Usually insidious onset. Common symptoms are increasing lethargy, forgetfulness, intolerance to cold, weight gain, constipation and depression (see also Fig. 11.7).


·        Cardiovascular system: The heart is less contractile causing bradycardia and reduced cardiac output. Hypercholesterolaemia increases the incidence of atherosclerosis.

·        Respiratory system: Respiration may be slow and shallow. Respiratory failure occurs in myxoedema coma.


·        Gastrointestinal system: Reduced peristalsis, leading to chronic constipation. Ileus may occur.


·        Genitourinary system: Impaired ability to excrete water predisposes to water overload. Women may have menstrual irregularities, particularly heavy periods.


·        Haematological: Anaemia (normally normochromic/ normocytic).

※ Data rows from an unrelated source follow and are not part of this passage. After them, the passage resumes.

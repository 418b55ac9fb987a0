use itertools::Itertools;
use ratatui::{
    buffer::Buffer,
    layout::{Alignment, Constraint, Direction, Layout, Rect},
    style::{Color, Modifier, Style},
    text::{Line, Span},
    widgets::{Block, Borders, Clear, Paragraph, Widget, Wrap},
};
use unicode_width::UnicodeWidthStr;

use crate::score::{self, Verdict};
use crate::session::Mode;
use crate::App;

const HORIZONTAL_MARGIN: u16 = 2;

impl Widget for &App {
    fn render(self, area: Rect, buf: &mut Buffer) {
        match self.session.mode() {
            Mode::Menu => render_menu(self, area, buf),
            Mode::Running | Mode::Paused | Mode::Review => render_test(self, area, buf),
            Mode::FullReview => render_full_review(self, area, buf),
        }

        // The modal draws last, over everything else.
        if self.session.gate().is_open() {
            render_gate(self, area, buf);
        }
    }
}

fn bold() -> Style {
    Style::default().add_modifier(Modifier::BOLD)
}

fn dim() -> Style {
    Style::default().add_modifier(Modifier::DIM)
}

fn render_menu(app: &App, area: Rect, buf: &mut Buffer) {
    let chunks = Layout::default()
        .direction(Direction::Vertical)
        .horizontal_margin(HORIZONTAL_MARGIN)
        .constraints([
            Constraint::Percentage(30),
            Constraint::Length(8),
            Constraint::Min(0),
        ])
        .split(area);

    let lines = vec![
        Line::from(Span::styled("proktor", bold().fg(Color::Cyan))),
        Line::from(""),
        Line::from(vec![
            Span::raw("test type:  "),
            Span::styled(app.menu.test_type.to_string(), bold().fg(Color::Green)),
            Span::styled("  (tab to change)", dim()),
        ]),
        Line::from(vec![
            Span::raw("timing:     "),
            Span::styled(app.menu.timing.to_string(), bold().fg(Color::Green)),
            Span::styled("  (t to change)", dim()),
        ]),
        Line::from(""),
        Line::from(Span::styled(
            "(enter) begin  (esc) exit",
            dim().add_modifier(Modifier::ITALIC),
        )),
    ];

    Paragraph::new(lines)
        .alignment(Alignment::Center)
        .render(chunks[1], buf);
}

fn render_test(app: &App, area: Rect, buf: &mut Buffer) {
    let chunks = Layout::default()
        .direction(Direction::Vertical)
        .horizontal_margin(HORIZONTAL_MARGIN)
        .constraints([
            Constraint::Length(2), // header
            Constraint::Min(0),    // body
            Constraint::Length(2), // nav
            Constraint::Length(1), // key help
        ])
        .split(area);

    render_header(app, chunks[0], buf);

    if app.session.mode() == Mode::Paused {
        let paused = Paragraph::new(vec![
            Line::from(""),
            Line::from(Span::styled("Test Paused", bold().fg(Color::Yellow))),
            Line::from(Span::styled("press p to resume", dim())),
        ])
        .alignment(Alignment::Center);
        paused.render(chunks[1], buf);
    } else {
        render_question(app, chunks[1], buf);
    }

    render_nav(app, chunks[2], buf);
    render_key_help(app, chunks[3], buf);
}

fn render_header(app: &App, area: Rect, buf: &mut Buffer) {
    let session = &app.session;
    let Some(section) = session.current_section() else {
        return;
    };

    let mut left = vec![
        Span::styled(
            format!("Section {} of {}", session.section_idx() + 1, session.sections().len()),
            bold(),
        ),
        Span::raw("  "),
        Span::styled(section.kind.to_string(), dim()),
        Span::raw("  "),
        Span::raw(format!(
            "Q{}/{}",
            session.question_idx() + 1,
            section.len()
        )),
    ];

    if session.mode() == Mode::Review {
        let score = score::section_score(section, session.sheet(), session.section_idx());
        left.push(Span::raw("  "));
        left.push(Span::styled(
            format!("{}/{} Correct", score, section.len()),
            bold().fg(Color::Green),
        ));
        left.push(Span::styled("  REVIEW", bold().fg(Color::Magenta)));
    } else {
        let flagged = session.sheet().flagged_in_section(session.section_idx());
        if !flagged.is_empty() {
            left.push(Span::raw("  "));
            left.push(Span::styled(
                format!("flagged: {}", flagged.iter().join(", ")),
                Style::default().fg(Color::Yellow),
            ));
        }
    }

    let timer = session.timer();
    let right = if session.mode() == Mode::Review {
        Span::raw("")
    } else if timer.is_visible() {
        let style = if timer.low_time() {
            bold().fg(Color::Red)
        } else {
            bold()
        };
        Span::styled(format!("TIME {}", timer.format_remaining()), style)
    } else {
        Span::styled("TIME hidden", dim())
    };

    Paragraph::new(Line::from(left)).render(area, buf);
    Paragraph::new(Line::from(right))
        .alignment(Alignment::Right)
        .render(area, buf);
}

fn render_question(app: &App, area: Rect, buf: &mut Buffer) {
    let session = &app.session;
    let Some(question) = session.current_question() else {
        return;
    };

    let constraints = if app.view.context_hidden {
        [Constraint::Length(0), Constraint::Percentage(100)]
    } else {
        [Constraint::Percentage(45), Constraint::Percentage(55)]
    };
    let panes = Layout::default()
        .direction(Direction::Horizontal)
        .constraints(constraints)
        .split(area);

    if !app.view.context_hidden {
        let mut context_lines: Vec<Line> = Vec::new();
        for block in question.context_blocks() {
            context_lines.push(Line::from(block.to_string()));
            context_lines.push(Line::from(""));
        }
        Paragraph::new(context_lines)
            .wrap(Wrap { trim: true })
            .block(Block::default().borders(Borders::RIGHT))
            .render(panes[0], buf);
    }

    let state = session.sheet().get(session.section_idx(), session.question_idx());
    let review = session.mode() == Mode::Review;

    let mut lines: Vec<Line> = vec![
        Line::from(Span::styled(question.prompt.clone(), bold())),
        Line::from(""),
    ];

    if review {
        if let Some(state) = state {
            let (text, style) = match score::verdict(question.correct, state) {
                Verdict::Correct => ("CORRECT", bold().fg(Color::Green)),
                Verdict::Incorrect => ("INCORRECT", bold().fg(Color::Red)),
                Verdict::Skipped => ("UNANSWERED", bold().fg(Color::Yellow)),
            };
            lines.push(Line::from(Span::styled(text, style)));
            lines.push(Line::from(""));
        }
    }

    for (idx, option) in question.options.iter().enumerate() {
        let selected = state.and_then(|s| s.selected) == Some(idx);
        let eliminated = state.is_some_and(|s| s.is_eliminated(idx));
        let cursor = if !review && idx == app.view.option_cursor {
            "> "
        } else {
            "  "
        };

        let style = if review {
            // Only review mode may reveal the answer key.
            if idx == question.correct {
                bold().fg(Color::Green)
            } else if selected {
                bold().fg(Color::Red)
            } else if eliminated {
                dim().add_modifier(Modifier::CROSSED_OUT)
            } else {
                Style::default()
            }
        } else if selected {
            bold().fg(Color::Cyan)
        } else if eliminated {
            dim().add_modifier(Modifier::CROSSED_OUT)
        } else {
            Style::default()
        };

        let marker = if selected { "●" } else { "○" };
        lines.push(Line::from(Span::styled(
            format!("{cursor}{marker} {}. {option}", score::option_letter(idx)),
            style,
        )));
    }

    Paragraph::new(lines)
        .wrap(Wrap { trim: true })
        .block(Block::default().padding(ratatui::widgets::Padding::horizontal(1)))
        .render(panes[1], buf);
}

fn render_nav(app: &App, area: Rect, buf: &mut Buffer) {
    let session = &app.session;
    let Some(section) = session.current_section() else {
        return;
    };
    let review = session.mode() == Mode::Review;

    let mut spans: Vec<Span> = Vec::new();
    for (idx, question) in section.questions.iter().enumerate() {
        let state = session.sheet().get(session.section_idx(), idx);
        let answered = state.and_then(|s| s.selected).is_some();
        let flagged = state.is_some_and(|s| s.flagged);

        let mut style = if review {
            let correct = state.and_then(|s| s.selected) == Some(question.correct);
            if correct {
                Style::default().fg(Color::Green)
            } else {
                Style::default().fg(Color::Red)
            }
        } else if answered {
            Style::default().fg(Color::Cyan)
        } else {
            dim()
        };
        if idx == session.question_idx() {
            style = style.add_modifier(Modifier::BOLD | Modifier::UNDERLINED);
        }
        if flagged {
            style = style.add_modifier(Modifier::ITALIC).fg(Color::Yellow);
        }

        spans.push(Span::styled(format!("{:>2}", idx + 1), style));
        spans.push(Span::raw(" "));
    }

    Paragraph::new(Line::from(spans))
        .block(Block::default().borders(Borders::TOP))
        .render(area, buf);
}

fn render_key_help(app: &App, area: Rect, buf: &mut Buffer) {
    let help = match app.session.mode() {
        Mode::Running => {
            "←/→ move  ↑/↓ option  (enter) answer  (x) eliminate  (f) flag  (c) passage  (h) timer  (p) pause  (e) end section  (v) finish  (esc) quit"
        }
        Mode::Paused => "(p) resume  (v) finish  (esc) quit",
        Mode::Review => "←/→ move  (v) full review  (esc) quit",
        _ => "",
    };
    Paragraph::new(Span::styled(help, dim().add_modifier(Modifier::ITALIC)))
        .alignment(Alignment::Center)
        .render(area, buf);
}

fn render_full_review(app: &App, area: Rect, buf: &mut Buffer) {
    let session = &app.session;
    let report = score::full_report(session.sections(), session.sheet());

    let total_score: usize = report.iter().map(|s| s.score).sum();
    let total_questions: usize = report.iter().map(|s| s.total).sum();

    let mut lines: Vec<Line> = vec![Line::from(Span::styled(
        "Test Results",
        bold().fg(Color::Cyan),
    ))];
    if let Some(finished) = session.finished_at() {
        lines.push(Line::from(Span::styled(
            format!("completed {}", finished.format("%H:%M")),
            dim(),
        )));
    }
    lines.push(Line::from(Span::styled(
        format!("total {total_score}/{total_questions}"),
        bold(),
    )));
    lines.push(Line::from(""));

    for (s_idx, summary) in report.iter().enumerate() {
        lines.push(Line::from(Span::styled(
            format!(
                "Section {} — {}: {}/{} ({}%)",
                s_idx + 1,
                summary.kind,
                summary.score,
                summary.total,
                summary.percent
            ),
            bold(),
        )));

        for row in &summary.rows {
            let answer_letter = row.selected.map(score::option_letter);
            let (text, color) = match row.verdict {
                Verdict::Correct => (
                    format!("Q{}: {}", row.number, answer_letter.unwrap_or('?')),
                    Color::Green,
                ),
                Verdict::Incorrect => (
                    format!(
                        "Q{}: {} (Correct: {})",
                        row.number,
                        answer_letter.unwrap_or('?'),
                        score::option_letter(row.correct)
                    ),
                    Color::Red,
                ),
                Verdict::Skipped => (
                    format!("Q{}: Skipped (Ans: {})", row.number, score::option_letter(row.correct)),
                    Color::Yellow,
                ),
            };
            lines.push(Line::from(Span::styled(
                format!("  {text}"),
                Style::default().fg(color),
            )));
        }
        lines.push(Line::from(""));
    }

    lines.push(Line::from(Span::styled(
        "(v) question-by-question review  (esc) quit to menu",
        dim().add_modifier(Modifier::ITALIC),
    )));

    Paragraph::new(lines)
        .wrap(Wrap { trim: false })
        .block(
            Block::default()
                .borders(Borders::ALL)
                .title("Full Review")
                .padding(ratatui::widgets::Padding::horizontal(1)),
        )
        .render(area, buf);
}

fn render_gate(app: &App, area: Rect, buf: &mut Buffer) {
    let Some(prompt) = app.session.gate().current() else {
        return;
    };

    let width = (prompt.message.width() as u16 + 6)
        .clamp(30, area.width.saturating_sub(4).max(30));
    let modal = centered_rect(width, 7, area);
    Clear.render(modal, buf);

    // A forced prompt renders no cancellation control at all.
    let controls = if prompt.forced {
        "(enter) continue"
    } else {
        "(enter) confirm  (esc) cancel"
    };

    let lines = vec![
        Line::from(""),
        Line::from(Span::raw(prompt.message.clone())),
        Line::from(""),
        Line::from(Span::styled(controls, bold())),
    ];

    Paragraph::new(lines)
        .alignment(Alignment::Center)
        .wrap(Wrap { trim: true })
        .block(
            Block::default()
                .borders(Borders::ALL)
                .border_style(bold().fg(Color::Yellow))
                .title(prompt.title.clone())
                .title_alignment(Alignment::Center),
        )
        .render(modal, buf);
}

fn centered_rect(width: u16, height: u16, area: Rect) -> Rect {
    let width = width.min(area.width);
    let height = height.min(area.height);
    Rect {
        x: area.x + (area.width - width) / 2,
        y: area.y + (area.height - height) / 2,
        width,
        height,
    }
}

·        Other signs include a cool rough dry skin, hair loss, puffy face and hands, a hoarse husky voice and slowed reflexes. The skin may be yellowish (due to reduced conversion of carotene to vitamin A).




Pericardial and pleural effusions. Carpal tunnel syndrome. Deafness due to fluid in the middle ear.




Hypothyroidism is confirmed by a low T3 and T4 (except in end organ resistance) with a raised TSH in primary hypothyroidism. Thyroid autoantibodies are present in patients with autoimmune disease.


Other investigations are aimed at diagnosing the underlying cause and are indicated according to the history and clinical suspicion.




Thyroxine replacement starting with a low dose is required for life. Treatment of elderly patients should be undertaken with care, as any subclinical ischaemic heart disease may be unmasked. Thyroxine dosing is titrated according to thyroid function tests.